Last Monday, July the 11th, my sister Lisa passed away after a hard-fought battle with cancer. She was an amazing person and the courage and determination she showed in the face of this struggle, right up ’til the very end, is something I will always remember and admire.
Not long after she was first diagnosed, I knew I wanted to do something special to encourage and inspire her. I decided I was going to paint a picture for her that would symbolize the battle ahead of her and what I hoped the ultimate outcome would be. I thought about it for quite a while, waiting for inspiration to strike, and eventually it did. I had a very clear mental image of single, luminous rose in a field of ash and embers, having not only survived the fire but actually burning with its own inner light. I’ve been down this creative path before and I’ve learned not to ignore that kind of inspiration. There are times when an image is simply the right one and it practically paints itself. As I set to work on what I simply called “Lisa’s Painting,” I felt certain my vision for it would be realized… but that certainty began to fade all too quickly.

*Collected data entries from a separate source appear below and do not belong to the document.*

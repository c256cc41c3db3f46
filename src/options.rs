//! Parsing of the interactive input line.
//!
//! A line holds a URL optionally followed by option tokens. Tokens are
//! separated by single spaces; `\ ` keeps a literal space inside a token and
//! `\\` stands for a literal backslash:
//!
//! - `aaa bbb` ⇒ `["aaa", "bbb"]`
//! - `aaa\ bbb` ⇒ `["aaa bbb"]`
//! - `aaa\\ bbb` ⇒ `["aaa\", "bbb"]`

/// Split an input line into the URL and the raw options string
pub fn split_input(line: &str) -> (&str, Option<&str>) {
    let line = line.trim();
    match line.split_once(char::is_whitespace) {
        Some((url, rest)) => {
            let rest = rest.trim_start();
            (url, (!rest.is_empty()).then_some(rest))
        }
        None => (line, None),
    }
}

/// Parse an options string into tokens
pub fn parse_options(options: &str) -> Vec<String> {
    let mut result = Vec::new();
    let mut current = String::new();
    let mut chars = options.chars().peekable();

    while let Some(c) = chars.next() {
        match c {
            '\\' => match chars.peek() {
                Some(' ' | '\\') => current.extend(chars.next()),
                _ => current.push('\\'),
            },
            ' ' => {
                if !current.is_empty() {
                    result.push(std::mem::take(&mut current));
                }
            }
            _ => current.push(c),
        }
    }
    if !current.is_empty() {
        result.push(current);
    }
    result
}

Sometimes when an image paints itself, it doesn’t always do so in the way the artist intended. The further I went, the more this one took on a life of its own and seemed determined to go in a direction I didn’t want. I wanted it to be inspiring and uplifting but, as one of the few people I showed it to early on commented, it seemed more “beautiful but haunting.” I had wanted this to be a picture Lisa could hang on her wall and look at every day to raise her spirits, but it simply wasn’t turning out that way. I tried composition and color changes, flailing about for that original image in my mind that had felt so right, but it just wouldn’t come.
Eventually, I decided I had to abandon it and start over with something completely different, but inspiration was no longer cooperating. I made several false starts on concepts that were just too trite or unoriginal and refused to come together beyond the rough sketch stage. Weeks turned into months and Lisa battled on. Despite some rough patches, her treatment seemed to be going well and I foolishly allowed myself to think I had the luxury of time. Just over a week ago, I learned abruptly that time was short and all I could do was travel with my parents to visit her in her final few days. She never really regained consciousness and I never got to tell her what she meant to me or how proud I was of her. I trust that she now knows those things and I am comforted by that, but I will always regret that I never finished what I started.
Still, as I’ve thought about it over the intervening days, I’ve begun to wonder about that first painting and whether it might have been the right one after all, just not for her. I had long since titled it “Through the Fire,” and I realized its symbolism could also apply to those she left behind, as well as the mark she left upon this world and the light that still burns through her family and everyone else who loved her. I look at it now and the word “haunting” still lingers, but it also feels uplifting in a way it didn’t a week ago. I don’t know if others will see it the same way but I hope so. Even if no one ever hangs it on their wall, it was made for a reason, if only as a reminder that time is precious and should never be taken for granted.
Farewell, Lisa, until we meet again.